EXERCISE AIM:
When the word "against" shows up in a line of the data below, copy that whole line.

INFORMATION:
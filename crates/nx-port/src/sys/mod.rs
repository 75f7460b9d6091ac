//! System shims: fallible allocation, file handles, the big-stack arena,
//! engine start-up parameters and the fatal-error log.

mod bigstack;
mod files;
mod log;

use std::io;
use std::path::{Path, PathBuf};

use thiserror::Error;

pub use bigstack::{BIG_STACK_SIZE, BigStack};
pub use files::{FileHandle, FileTable, MAX_HANDLES};
pub use log::{DEFAULT_LOG_PATH, LogFile, fatal};

/// Default size of the engine's zone heap.
pub const DEFAULT_ENGINE_MEMSIZE: usize = 16 * 1024 * 1024;

#[derive(Debug, Error)]
pub enum SysError {
    #[error("{purpose} - failed on {len} bytes")]
    OutOfMemory { purpose: &'static str, len: usize },

    #[error("out of handles")]
    OutOfHandles,

    #[error("invalid file handle {0}")]
    InvalidHandle(usize),

    #[error("error opening {}: {source}", .path.display())]
    Open { path: PathBuf, source: io::Error },

    #[error("io error: {0}")]
    Io(#[from] io::Error),

    #[error("big stack: {purpose} - failed on {size} bytes")]
    BigStackOverflow { purpose: &'static str, size: usize },

    #[error("big stack: {purpose} - underflow on {size} bytes")]
    BigStackUnderflow { purpose: &'static str, size: usize },
}

/// Allocate `len` default-initialised elements, reporting failure instead of
/// aborting.
pub fn try_alloc<T: Clone + Default>(len: usize, purpose: &'static str) -> Result<Vec<T>, SysError> {
    let mut buf = Vec::new();
    buf.try_reserve_exact(len).map_err(|_| SysError::OutOfMemory {
        purpose,
        len: len.saturating_mul(size_of::<T>()),
    })?;
    buf.resize(len, T::default());
    Ok(buf)
}

/// Whether `path` names a readable file.
#[must_use]
pub fn file_exists(path: &Path) -> bool {
    std::fs::File::open(path).is_ok()
}

/// Create a directory. An existing directory is not an error.
pub fn mkdir(path: &Path) -> Result<(), SysError> {
    match std::fs::create_dir(path) {
        Err(e) if e.kind() != io::ErrorKind::AlreadyExists => Err(e.into()),
        _ => Ok(()),
    }
}

/// Parameters handed to the engine at start-up.
#[derive(Debug, Clone, PartialEq, Eq)]
pub struct EngineParams {
    /// Size of the engine's zone heap in bytes.
    pub memsize: usize,
    /// Directory the engine resolves game data against.
    pub basedir: PathBuf,
    /// Command-line arguments forwarded to the engine.
    pub args: Vec<String>,
}

impl Default for EngineParams {
    fn default() -> Self {
        Self {
            memsize: DEFAULT_ENGINE_MEMSIZE,
            basedir: PathBuf::from("."),
            args: Vec::new(),
        }
    }
}

impl EngineParams {
    /// Allocate the engine's zone heap.
    pub fn allocate_heap(&self) -> Result<Vec<u8>, SysError> {
        try_alloc(self.memsize, "engine heap")
    }
}
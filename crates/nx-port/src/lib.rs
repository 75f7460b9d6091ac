//! Platform layer for running a 1990s software-rendered game engine on a
//! handheld console.
//!
//! The engine draws into an 8-bit paletted framebuffer and mixes 16-bit PCM
//! into a small ring. This crate turns those into what the console expects:
//! a 32-bit RGBA surface presented once per frame ([`video`]), and blocks of
//! audio handed to the hardware output queue ([`audio`]). It also maps the
//! controller onto engine keys ([`input`]), provides the file-handle table
//! and allocation shims the engine calls into ([`sys`]), and runs the frame
//! loop that ties them together ([`platform`]).
//!
//! Every console SDK call goes through a trait in [`host`], so the adapters
//! run the same against real hardware, a desktop window, or the in-memory
//! doubles in [`testing`].

pub mod audio;
pub mod host;
pub mod input;
pub mod palette;
pub mod platform;
pub mod sys;
pub mod timing;
pub mod video;

#[cfg(any(test, feature = "test-utils"))]
pub mod testing;

pub use audio::{AudioError, AudioSubmitter, DmaInfo, PcmRing, SubmitReport};
pub use host::{AudioOut, Controller, Display, HostError, Surface, TickSource};
pub use input::{EngineKey, KeyEvent, KeySink};
pub use palette::Palette;
pub use platform::{Engine, FrameContext, FrameReport, Platform, PlatformError};
pub use sys::{EngineParams, SysError};
pub use timing::{TICK_HZ, Ticks};
pub use video::{Rect, VideoError, VideoPresenter, VideoSettings};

ANSWER SECTION:
    /// Directory the engine resolves game data against.
//! run the same against real hardware, a desktop window, or the in-memory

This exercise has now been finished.